VirtuWander: Enhancing Multi-modal Interaction for Virtual Tour Guidance through Large Language Models
Zhan Wang, Lin-Ping Yuan, Liangwei Wang, Bingchuan Jiang, Wei Zeng
TL;DR
The paper tackles the challenge of delivering flexible, personalized tour guidance in virtual museums by leveraging multi-modal interactions powered by large language models. It introduces VirtuWander, a two-stage, pack-of-bots system that converts natural language queries into context-aware guidance across voice, avatar, text, and visualization modalities. Through a formative study, a design framework, five feedback designs, three example cases, and a VR user study, the work demonstrates that LLM-enabled multi-modal feedback can enhance engagement, knowledge delivery, and personalization, while highlighting timing and cognitive-load considerations. The results indicate strong potential for real-world deployment and AR extensions, with implications for broader domains such as airports or hospitals and for evolving VR/AR tour guidance design.
Abstract
Tour guidance in virtual museums encourages multi-modal interactions to boost user experiences, concerning engagement, immersion, and spatial awareness.

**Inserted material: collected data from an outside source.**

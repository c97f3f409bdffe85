//! Local persisted store
//!
//! A small string key/value store survives across sessions on the device. It
//! holds the buffering-tolerance profile and the one-shot "unknown buffering
//! seen" flag.

use crate::{Error, Result};
use serde::{Deserialize, Serialize};
use std::collections::HashMap;
use std::path::{Path, PathBuf};
use tracing::{debug, warn};

/// Key of the buffering profile blob
pub const BUFFERING_PROFILE_KEY: &str = "kino.qos.bufferingProfile";

/// Key of the flag written the first time unknown buffering is seen
pub const UNKNOWN_BUFFERING_FLAG_KEY: &str = "kino.qos.encounteredUnknownBuffering";

/// Current profile layout version
pub const BUFFERING_PROFILE_VERSION: u32 = 2;

/// Retained per-session buffering ratios
pub const BUFFER_RATIO_WINDOW: usize = 10;

/// Persisted string key/value store
pub trait KeyValueStore: Send {
    fn get(&self, key: &str) -> Result<Option<String>>;

    fn set(&mut self, key: &str, value: &str) -> Result<()>;

    fn remove(&mut self, key: &str) -> Result<()>;
}

/// In-process store
#[derive(Debug, Clone, Default)]
pub struct MemoryStore {
    entries: HashMap<String, String>,
}

impl MemoryStore {
    pub fn new() -> Self {
        Self::default()
    }
}

impl KeyValueStore for MemoryStore {
    fn get(&self, key: &str) -> Result<Option<String>> {
        Ok(self.entries.get(key).cloned())
    }

    fn set(&mut self, key: &str, value: &str) -> Result<()> {
        self.entries.insert(key.to_string(), value.to_string());
        Ok(())
    }

    fn remove(&mut self, key: &str) -> Result<()> {
        self.entries.remove(key);
        Ok(())
    }
}

/// Store backed by one JSON file, rewritten on every change
#[derive(Debug)]
pub struct FileStore {
    path: PathBuf,
    entries: HashMap<String, String>,
}

impl FileStore {
    /// Open the store; a missing file starts empty
    pub fn open(path: impl AsRef<Path>) -> Result<Self> {
        let path = path.as_ref().to_path_buf();
        let entries = match std::fs::read_to_string(&path) {
            Ok(raw) => serde_json::from_str(&raw)?,
            Err(e) if e.kind() == std::io::ErrorKind::NotFound => HashMap::new(),
            Err(e) => return Err(e.into()),
        };
        Ok(Self { path, entries })
    }

    fn flush(&self, key: &str) -> Result<()> {
        let raw = serde_json::to_string_pretty(&self.entries)?;
        std::fs::write(&self.path, raw).map_err(|e| {
            warn!(path = %self.path.display(), error = %e, "Store write failed");
            Error::StoreWrite { key: key.to_string() }
        })
    }
}

impl KeyValueStore for FileStore {
    fn get(&self, key: &str) -> Result<Option<String>> {
        Ok(self.entries.get(key).cloned())
    }

    fn set(&mut self, key: &str, value: &str) -> Result<()> {
        self.entries.insert(key.to_string(), value.to_string());
        self.flush(key)
    }

    fn remove(&mut self, key: &str) -> Result<()> {
        if self.entries.remove(key).is_some() {
            self.flush(key)?;
        }
        Ok(())
    }
}

/// Device buffering-tolerance bucket
#[derive(Debug, Clone, Copy, PartialEq, Eq, Serialize, Deserialize)]
#[serde(rename_all = "snake_case")]
pub enum BufferingGroup {
    Low,
    Medium,
    High,
}

impl BufferingGroup {
    /// Bucket for a mean buffering ratio
    pub fn from_ratio(ratio: f64) -> Self {
        if ratio < 0.01 {
            BufferingGroup::Low
        } else if ratio < 0.05 {
            BufferingGroup::Medium
        } else {
            BufferingGroup::High
        }
    }
}

/// Versioned profile blob
#[derive(Debug, Clone, PartialEq, Serialize, Deserialize)]
#[serde(rename_all = "camelCase")]
pub struct BufferingProfile {
    pub version: u32,
    pub created_at: i64,
    pub group: BufferingGroup,
    pub buffer_ratio_window: Vec<f64>,
    pub last_updated: i64,
}

impl BufferingProfile {
    pub fn new(now: i64) -> Self {
        Self {
            version: BUFFERING_PROFILE_VERSION,
            created_at: now,
            group: BufferingGroup::Low,
            buffer_ratio_window: Vec::new(),
            last_updated: now,
        }
    }

    pub fn validate(&self) -> Result<()> {
        if self.version != BUFFERING_PROFILE_VERSION {
            return Err(Error::InvalidProfile(format!("version {}", self.version)));
        }
        if self.buffer_ratio_window.len() > BUFFER_RATIO_WINDOW {
            return Err(Error::InvalidProfile("ratio window too long".into()));
        }
        if self
            .buffer_ratio_window
            .iter()
            .any(|r| !r.is_finite() || !(0.0..=1.0).contains(r))
        {
            return Err(Error::InvalidProfile("ratio out of range".into()));
        }
        if self.last_updated < self.created_at {
            return Err(Error::InvalidProfile("last update precedes creation".into()));
        }
        Ok(())
    }

    /// Load the stored profile; a missing, unparsable or invalid blob is replaced
    /// by a fresh one. The flag is true when a new profile was created.
    pub fn load_or_create(store: &mut dyn KeyValueStore, now: i64) -> Result<(Self, bool)> {
        if let Some(raw) = store.get(BUFFERING_PROFILE_KEY)? {
            let parsed = serde_json::from_str::<BufferingProfile>(&raw)
                .map_err(Error::from)
                .and_then(|profile| profile.validate().map(|_| profile));
            match parsed {
                Ok(profile) => return Ok((profile, false)),
                Err(e) => debug!(error = %e, "Recreating buffering profile"),
            }
        }
        let profile = Self::new(now);
        profile.save(store)?;
        Ok((profile, true))
    }

    /// Add one session's buffering ratio and re-bucket
    pub fn record_ratio(&mut self, ratio: f64, now: i64) {
        if !ratio.is_finite() {
            return;
        }
        if self.buffer_ratio_window.len() >= BUFFER_RATIO_WINDOW {
            self.buffer_ratio_window.remove(0);
        }
        self.buffer_ratio_window.push(ratio.clamp(0.0, 1.0));
        let mean = self.buffer_ratio_window.iter().sum::<f64>() / self.buffer_ratio_window.len() as f64;
        self.group = BufferingGroup::from_ratio(mean);
        self.last_updated = now.max(self.created_at);
    }

    pub fn save(&self, store: &mut dyn KeyValueStore) -> Result<()> {
        store.set(BUFFERING_PROFILE_KEY, &serde_json::to_string(self)?)
    }
}

/// Set the unknown-buffering flag; true if this is the first time on the device
pub fn mark_unknown_buffering(store: &mut dyn KeyValueStore) -> Result<bool> {
    if store.get(UNKNOWN_BUFFERING_FLAG_KEY)?.is_some() {
        return Ok(false);
    }
    store.set(UNKNOWN_BUFFERING_FLAG_KEY, "1")?;
    Ok(true)
}
//! Running statistics (Welford's online algorithm)

use serde::{Deserialize, Serialize};

/// Incrementally updated mean / variance / extrema
#[derive(Debug, Clone, Copy, Default, PartialEq, Serialize, Deserialize)]
pub struct RunningStatistic {
    count: u64,
    mean: f64,
    m2: f64,
    min: f64,
    max: f64,
}

/// Read-side view of a [`RunningStatistic`]
#[derive(Debug, Clone, Copy, Default, PartialEq, Serialize, Deserialize)]
pub struct StatisticSummary {
    pub mean: f64,
    pub std: f64,
    pub min: f64,
    pub max: f64,
}

impl RunningStatistic {
    pub fn new() -> Self {
        Self::default()
    }

    pub fn push(&mut self, value: f64) {
        if !value.is_finite() {
            return;
        }
        self.count += 1;
        if self.count == 1 {
            self.min = value;
            self.max = value;
        } else {
            self.min = self.min.min(value);
            self.max = self.max.max(value);
        }
        let delta = value - self.mean;
        self.mean += delta / self.count as f64;
        self.m2 += delta * (value - self.mean);
    }

    pub fn count(&self) -> u64 {
        self.count
    }

    /// Sample standard deviation; 0 with fewer than two samples
    pub fn std(&self) -> f64 {
        if self.count <= 1 {
            0.0
        } else {
            (self.m2 / (self.count - 1) as f64).sqrt()
        }
    }

    pub fn summary(&self) -> StatisticSummary {
        StatisticSummary {
            mean: self.mean,
            std: self.std(),
            min: self.min,
            max: self.max,
        }
    }
}
//! Millisecond clocks
//!
//! All timestamps in this crate are Unix epoch milliseconds. The clock is
//! injected so that sessions can be replayed deterministically.

use std::sync::atomic::{AtomicI64, Ordering};
use std::sync::Arc;

/// Source of the current time
pub trait Clock: Send + Sync {
    /// Current time in milliseconds
    fn now_ms(&self) -> i64;
}

/// Wall clock
#[derive(Debug, Clone, Copy, Default)]
pub struct SystemClock;

impl Clock for SystemClock {
    fn now_ms(&self) -> i64 {
        chrono::Utc::now().timestamp_millis()
    }
}

/// Manually driven clock shared between clones
#[derive(Debug, Clone, Default)]
pub struct ManualClock {
    now: Arc<AtomicI64>,
}

impl ManualClock {
    pub fn new(start_ms: i64) -> Self {
        Self {
            now: Arc::new(AtomicI64::new(start_ms)),
        }
    }

    pub fn set(&self, now_ms: i64) {
        self.now.store(now_ms, Ordering::SeqCst);
    }

    pub fn advance(&self, delta_ms: i64) {
        self.now.fetch_add(delta_ms, Ordering::SeqCst);
    }
}

impl Clock for ManualClock {
    fn now_ms(&self) -> i64 {
        self.now.load(Ordering::SeqCst)
    }
}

Nevertheless, achieving the goal is challenging due to the complexity of comprehending diverse user needs and accommodating personalized user preferences. Informed by a formative study that characterizes guidance-seeking contexts, we establish a multi-modal interaction design framework for virtual tour guidance. We then design VirtuWander, a two-stage innovative system using domain-oriented large language models to transform user inquiries into diverse guidance-seeking contexts and facilitate multi-modal interactions. The feasibility and versatility of VirtuWander are demonstrated with virtual guiding examples that encompass various touring scenarios and cater to personalized preferences. We further evaluate VirtuWander through a user study within an immersive simulated museum. The results suggest that our system enhances engaging virtual tour experiences through personalized communication and knowledgeable assistance, indicating its potential for expanding into real-world scenarios.